The University of Arizona

Events & News

MS Thesis Defense

CategoryLecture
DateThursday, May 8, 2014
Time8:00 am
Concludes9:00 am
LocationGould-Simpson 701
DetailsReview Committee: John Hartman, Larry Peterson & David Lowenthal
SpeakerBinil Benjamin
TitleMaster of Science Candidate
AffiliationComputer Science, University of Arizona

Towards a Cloud Based Interactive System for Genomic Data Analysis

With the advent of cluster computing frameworks such as Apache Hadoop and Apache Spark, cloud computing is becoming the mainstream platform for performing high end computations.
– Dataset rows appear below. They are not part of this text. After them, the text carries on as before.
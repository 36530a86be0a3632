//! Tool Registry - central registration for all tools.
//!
//! This module provides:
//! - A registry of all available tools
//! - Tool metadata for listing

use rmcp::model::Tool;

use super::definitions::{
    CacheUsageTool, RepoCloneTool, RepoGlobTool, RepoGrepTool, RepoReadTool, RepoStatusTool,
};

// ============================================================================
// Tool Registry
// ============================================================================

/// Tool registry - manages all available tools.
///
/// This struct provides a central point for listing all available tools;
/// the router in `router.rs` must stay in sync with it.
pub struct ToolRegistry;

impl ToolRegistry {
    /// Get all tool names.
    pub fn tool_names() -> Vec<&'static str> {
        vec![
            CacheUsageTool::NAME,
            RepoCloneTool::NAME,
            RepoGlobTool::NAME,
            RepoGrepTool::NAME,
            RepoReadTool::NAME,
            RepoStatusTool::NAME,
        ]
    }

    /// Get all tools as Tool models (metadata).
    ///
    /// This is the single source of truth for all available tools.
    pub fn get_all_tools() -> Vec<Tool> {
        vec![
            CacheUsageTool::to_tool(),
            RepoCloneTool::to_tool(),
            RepoGlobTool::to_tool(),
            RepoGrepTool::to_tool(),
            RepoReadTool::to_tool(),
            RepoStatusTool::to_tool(),
        ]
    }
}
//! Repository identity parsing and local path derivation.
//!
//! A repository reference is either a bare `owner/name` shorthand or a full
//! URL on github.com. The local directory name is derived from the identity
//! plus a short hash of the raw input string, so different repositories with
//! the same owner/name never collide, while the same input always maps to
//! the same directory. Equivalent spellings of the same repository (trailing
//! `.git`, shorthand vs. URL) deliberately map to distinct directories; no
//! canonicalization is attempted across spellings.

use sha2::{Digest, Sha256};
use url::Url;

use super::error::CacheError;

/// Host accepted for full-URL references.
const GITHUB_HOST: &str = "github.com";

/// The owner/name pair identifying a remote repository.
///
/// Derived from input on every call, never stored. Both fields are non-empty
/// once parsing succeeds.
#[derive(Debug, Clone, PartialEq, Eq)]
pub struct RepoIdentity {
    pub owner: String,
    pub name: String,
}

impl RepoIdentity {
    /// Parse a repository reference.
    ///
    /// Accepts `owner/name` shorthand (no scheme) or a full URL whose host is
    /// github.com with at least two path segments. A trailing `.git` on the
    /// repository name is stripped.
    pub fn parse(input: &str) -> Result<Self, CacheError> {
        let invalid = || CacheError::InvalidReference(input.to_string());

        // Shorthand format: owner/name with no scheme separator. Exactly two
        // segments; anything else would leak separators into the derived
        // directory name.
        if !input.contains("://") {
            let mut parts = input.splitn(2, '/');
            let owner = parts.next().unwrap_or_default();
            let name = parts.next().unwrap_or_default();
            if owner.is_empty() || name.is_empty() || name.contains('/') {
                return Err(invalid());
            }
            return Ok(Self {
                owner: owner.to_string(),
                name: strip_git_suffix(name).to_string(),
            });
        }

        let parsed = Url::parse(input).map_err(|_| invalid())?;
        if !matches!(parsed.scheme(), "http" | "https") {
            return Err(invalid());
        }
        if parsed.host_str() != Some(GITHUB_HOST) {
            return Err(invalid());
        }

        let mut segments = parsed.path_segments().ok_or_else(invalid)?;
        let owner = segments.next().filter(|s| !s.is_empty()).ok_or_else(invalid)?;
        let name = segments.next().filter(|s| !s.is_empty()).ok_or_else(invalid)?;

        Ok(Self {
            owner: owner.to_string(),
            name: strip_git_suffix(name).to_string(),
        })
    }

    /// Collision-resistant directory name: `{owner}_{name}_{hash8}`.
    ///
    /// The hash is taken over the raw input string, so the mapping is a pure
    /// function of the reference as given.
    pub fn directory_name(&self, input: &str) -> String {
        format!("{}_{}_{}", self.owner, self.name, hash8(input))
    }
}

/// Normalize a reference into a URL that the git engine can clone.
///
/// Shorthand references become `https://github.com/owner/name`; full URLs
/// pass through unchanged.
pub fn clone_url(input: &str) -> String {
    if input.starts_with("http://") || input.starts_with("https://") {
        input.to_string()
    } else {
        format!("https://{}/{}", GITHUB_HOST, input)
    }
}

fn strip_git_suffix(name: &str) -> &str {
    name.strip_suffix(".git").unwrap_or(name)
}

/// Stable 8-hex-character hash of the input string.
///
/// Collision avoidance at cache cardinality, not cryptographic strength, is
/// the requirement here; truncated SHA-256 is stable across platforms and
/// process restarts.
fn hash8(input: &str) -> String {
    let digest = Sha256::digest(input.as_bytes());
    let mut out = String::with_capacity(8);
    for byte in &digest[..4] {
        out.push_str(&format!("{:02x}", byte));
    }
    out
}
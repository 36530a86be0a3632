//! Repository file read tool definition.
//!
//! Reads a line range from a file inside a cloned repository.

use futures::FutureExt;
use rmcp::{
    ErrorData as McpError,
    handler::server::tool::{ToolCallContext, ToolRoute, cached_schema_for_type},
    model::{CallToolResult, Content, Tool},
};
use schemars::JsonSchema;
use serde::{Deserialize, Serialize};
use std::fs;
use std::sync::Arc;
use tracing::{instrument, warn};

use super::common::require_cloned;
use crate::core::security::resolve_repo_path;
use crate::domains::cache::CacheManager;

// ============================================================================
// Tool Parameters
// ============================================================================

/// Parameters for the file read tool.
#[derive(Debug, Clone, Deserialize, JsonSchema)]
pub struct RepoReadParams {
    /// GitHub repository URL or 'owner/repo' shorthand.
    pub repo_url: String,

    /// Path to the file within the repository.
    pub file_path: String,

    /// Starting line number (1-indexed).
    #[serde(default = "default_start_line")]
    pub start_line: usize,

    /// Number of lines to read (all remaining lines if omitted).
    pub num_lines: Option<usize>,
}

fn default_start_line() -> usize {
    1
}

/// Result of a file read
#[derive(Debug, Serialize, JsonSchema)]
struct ReadOutcome {
    repo_url: String,
    file_path: String,
    content: String,
    start_line: usize,
    end_line: usize,
    total_lines: usize,
}

// ============================================================================
// Tool Definition
// ============================================================================

/// Read tool - reads file contents from a cloned repository.
pub struct RepoReadTool;

impl RepoReadTool {
    /// Tool name as registered in MCP.
    pub const NAME: &'static str = "repo_read";

    /// Tool description shown to clients.
    pub const DESCRIPTION: &'static str = "Read file contents from a cloned repository, optionally limited to a line range. The repository must be cloned with repo_clone first.";

    /// Execute the tool logic.
    #[instrument(skip_all, fields(repo_url = %params.repo_url, file_path = %params.file_path))]
    pub fn execute(params: &RepoReadParams, cache: &CacheManager) -> CallToolResult {
        let repo_path = match require_cloned(cache, &params.repo_url) {
            Ok(p) => p,
            Err(result) => return result,
        };

        let file_path = match resolve_repo_path(&repo_path, &params.file_path) {
            Ok(p) => p,
            Err(e) => {
                warn!("Path validation failed: {}", e);
                return CallToolResult::error(vec![Content::text(e.to_string())]);
            }
        };

        if !file_path.is_file() {
            return CallToolResult::error(vec![Content::text(format!(
                "Path '{}' is not a file",
                params.file_path
            ))]);
        }

        let bytes = match fs::read(&file_path) {
            Ok(b) => b,
            Err(e) => {
                warn!("Failed to read '{}': {}", params.file_path, e);
                return CallToolResult::error(vec![Content::text(format!(
                    "Failed to read '{}': {}",
                    params.file_path, e
                ))]);
            }
        };

        // Non-UTF-8 content degrades per character rather than failing the read.
        let text = String::from_utf8_lossy(&bytes);
        let all_lines: Vec<&str> = text.lines().collect();
        let total_lines = all_lines.len();

        let start_line = params.start_line.max(1);
        if start_line > total_lines {
            return CallToolResult::error(vec![Content::text(format!(
                "Start line {} exceeds file length ({} lines)",
                start_line, total_lines
            ))]);
        }

        let end_line = match params.num_lines {
            Some(n) => (start_line + n - 1).min(total_lines),
            None => total_lines,
        };

        let mut content = all_lines[start_line - 1..end_line].join("\n");
        if end_line > start_line - 1 {
            content.push('\n');
        }

        let outcome = ReadOutcome {
            repo_url: params.repo_url.clone(),
            file_path: params.file_path.clone(),
            start_line,
            end_line,
            total_lines,
            content,
        };

        let summary = format!(
            "{} (lines {}-{} of {})\n\n{}",
            params.file_path, start_line, end_line, total_lines, outcome.content
        );

        CallToolResult {
            content: vec![Content::text(summary)],
            structured_content: serde_json::to_value(&outcome).ok(),
            is_error: Some(false),
            meta: None,
        }
    }

    /// Create a Tool model for this tool (metadata).
    pub fn to_tool() -> Tool {
        Tool {
            name: Self::NAME.into(),
            description: Some(Self::DESCRIPTION.into()),
            input_schema: cached_schema_for_type::<RepoReadParams>(),
            annotations: None,
            output_schema: None,
            icons: None,
            meta: None,
            title: None,
        }
    }

    /// Create a ToolRoute for the transport router.
    pub fn create_route<S>(cache: Arc<CacheManager>) -> ToolRoute<S>
    where
        S: Send + Sync + 'static,
    {
        ToolRoute::new_dyn(Self::to_tool(), move |ctx: ToolCallContext<'_, S>| {
            let args = ctx.arguments.clone().unwrap_or_default();
            let cache = cache.clone();
            async move {
                let params: RepoReadParams =
                    serde_json::from_value(serde_json::Value::Object(args))
                        .map_err(|e| McpError::invalid_params(e.to_string(), None))?;
                Ok(Self::execute(&params, &cache))
            }
            .boxed()
        })
    }
}

// ============================================================================
// Tests
// ============================================================================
Computations that were possible only on HPC clusters are now possible on the cloud, thanks to the cheap clusters and efficient abstractions offered by the cluster computing frameworks. An area that can hugely benefit from these trend is the bioinformatics research field, where analyzing large sets of data using compute intensive algorithms are a common activity. Data in bioinformatics mainly consists of genetic sequence data and with the advancement of sequencing technologies, there is an ever increasing growth of genomic data in bioinformatics that needs to be analyzed efficiently. In this study, we consider a data analysis pipeline that compares a set of DNA samples from metagenomics and generates statistical information about their mutual relationships. We made this pipeline interactive to growing data set with the help of a data abstraction provided by the Apache Spark framework and evaluated its performance on the cloud platform. With one set of sample data, we were able to see a 43% reduction in the computation time as the cluster grew from 2 to 4 nodes. With the use of right tools and abstractions, we believe cloud can become a cost effective platform for bioinformatic research.